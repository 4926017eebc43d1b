//! Defines the connection error type

use displaydoc::Display;

use crate::core::client::error::ClientError;
use crate::core::connection::version::Version;
use crate::core::host::error::IdentifierError;
use crate::core::host::identifier::ConnectionId;
use crate::prelude::*;

#[derive(Debug, Display)]
pub enum ConnectionError {
    /// connection `{0}` not found
    ConnectionNotFound(ConnectionId),
    /// connection `{0}` already exists
    ConnectionAlreadyExists(ConnectionId),
    /// connection `{connection_id}` is in the wrong state for this handshake step
    ConnectionMismatch { connection_id: ConnectionId },
    /// counterparty is missing a required connection identifier
    InvalidCounterparty,
    /// empty supported versions
    EmptyVersions,
    /// no common version between the proposed and the supported sets
    NoCommonVersion,
    /// version `{0}` is not in the supported set
    UnsupportedVersion(Version),
    /// failed to verify the counterparty connection state: `{0}`
    VerifyConnectionState(ClientError),
    /// identifier error: `{0}`
    InvalidIdentifier(IdentifierError),
    /// other error: `{description}`
    Other { description: String },
}

impl From<IdentifierError> for ConnectionError {
    fn from(e: IdentifierError) -> Self {
        Self::InvalidIdentifier(e)
    }
}

#[cfg(feature = "std")]
impl std::error::Error for ConnectionError {
    fn source(&self) -> Option<&(dyn std::error::Error + 'static)> {
        match &self {
            Self::VerifyConnectionState(e) => Some(e),
            Self::InvalidIdentifier(e) => Some(e),
            _ => None,
        }
    }
}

_WHAT THE TASK REQUIRES_
Please transcribe the material line by line, exactly, from its opening line through the line that contains "use crate::prelude::*;".

_SOLUTION TO THIS PROBLEM_
repository 4926017eebc43d1b
//! Defines the connection error type

use displaydoc::Display;

use crate::core::client::error::ClientError;
use crate::core::connection::version::Version;
use crate::core::host::error::IdentifierError;
use crate::core::host::identifier::ConnectionId;
use crate::prelude::*;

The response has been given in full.